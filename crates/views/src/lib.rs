//! On-disk view definition loading.
//!
//! View sources live under a two-level directory tree,
//! `{root}/{design_document}/{view_name}/`, each view directory holding
//! a required `map.js` and an optional `reduce.js`. [`ViewLoader`]
//! walks that tree and produces [`ViewDefinition`]s in a deterministic
//! order, ready to be synced to a store.
//!
//! [`ViewDefinition`]: doc_store::ViewDefinition

pub mod error;
pub mod loader;

pub use error::{Result, ViewLoadError};
pub use loader::{MAP_SOURCE_FILE, REDUCE_SOURCE_FILE, ViewLoader};
use std::fs;
use std::path::{Path, PathBuf};

use doc_store::ViewDefinition;

use crate::{Result, ViewLoadError};

/// File name of a view's map function source.
pub const MAP_SOURCE_FILE: &str = "map.js";

/// File name of a view's optional reduce function source.
pub const REDUCE_SOURCE_FILE: &str = "reduce.js";

/// Reads view definitions from a two-level directory tree.
///
/// Top-level directory names are design documents, second-level
/// directory names are views. Non-directory entries at either level
/// are skipped. Results come back sorted by design document name, then
/// view name, so sync order and progress reporting are deterministic.
pub struct ViewLoader {
    root: PathBuf,
}

impl ViewLoader {
    /// Creates a loader rooted at the given directory.
    pub fn new(root: impl Into<PathBuf>) -> Self {
        Self { root: root.into() }
    }

    /// The directory this loader reads from.
    pub fn root(&self) -> &Path {
        &self.root
    }

    /// Reads every view under the root.
    ///
    /// A view directory without a map source fails the whole load with
    /// [`ViewLoadError::MissingMapSource`]; a missing reduce source
    /// just leaves the reduce component out.
    pub fn read_views(&self) -> Result<Vec<ViewDefinition>> {
        let mut views = Vec::new();

        for design_document in sorted_subdirectories(&self.root)? {
            let design_path = self.root.join(&design_document);
            for view_name in sorted_subdirectories(&design_path)? {
                views.push(self.read_view(&design_document, &view_name)?);
            }
        }

        tracing::debug!(count = views.len(), root = %self.root.display(), "loaded view definitions");
        Ok(views)
    }

    fn read_view(&self, design_document: &str, view_name: &str) -> Result<ViewDefinition> {
        let view_path = self.root.join(design_document).join(view_name);

        let map_path = view_path.join(MAP_SOURCE_FILE);
        let map_source = match fs::read_to_string(&map_path) {
            Ok(source) => source,
            Err(source) if source.kind() == std::io::ErrorKind::NotFound => {
                return Err(ViewLoadError::MissingMapSource {
                    design_document: design_document.to_string(),
                    view_name: view_name.to_string(),
                    path: map_path,
                });
            }
            Err(source) => return Err(ViewLoadError::Io { path: map_path, source }),
        };

        let reduce_path = view_path.join(REDUCE_SOURCE_FILE);
        let reduce_source = match fs::read_to_string(&reduce_path) {
            Ok(source) => Some(source),
            Err(source) if source.kind() == std::io::ErrorKind::NotFound => None,
            Err(source) => return Err(ViewLoadError::Io { path: reduce_path, source }),
        };

        Ok(ViewDefinition::new(
            design_document,
            view_name,
            map_source,
            reduce_source,
        ))
    }
}

/// Names of the directory's subdirectories, sorted; other entries are
/// skipped.
fn sorted_subdirectories(path: &Path) -> Result<Vec<String>> {
    let entries = fs::read_dir(path).map_err(|source| ViewLoadError::Io {
        path: path.to_path_buf(),
        source,
    })?;

    let mut names = Vec::new();
    for entry in entries {
        let entry = entry.map_err(|source| ViewLoadError::Io {
            path: path.to_path_buf(),
            source,
        })?;
        let is_dir = entry
            .file_type()
            .map_err(|source| ViewLoadError::Io {
                path: entry.path(),
                source,
            })?
            .is_dir();
        if !is_dir {
            continue;
        }
        if let Ok(name) = entry.file_name().into_string() {
            names.push(name);
        }
    }

    names.sort();
    Ok(names)
}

********

REQUIREMENT
Counting only lines that contain the string "const", say how many appear in the listing above, with the number as the entire reply.

THE COMPLETED TASK
2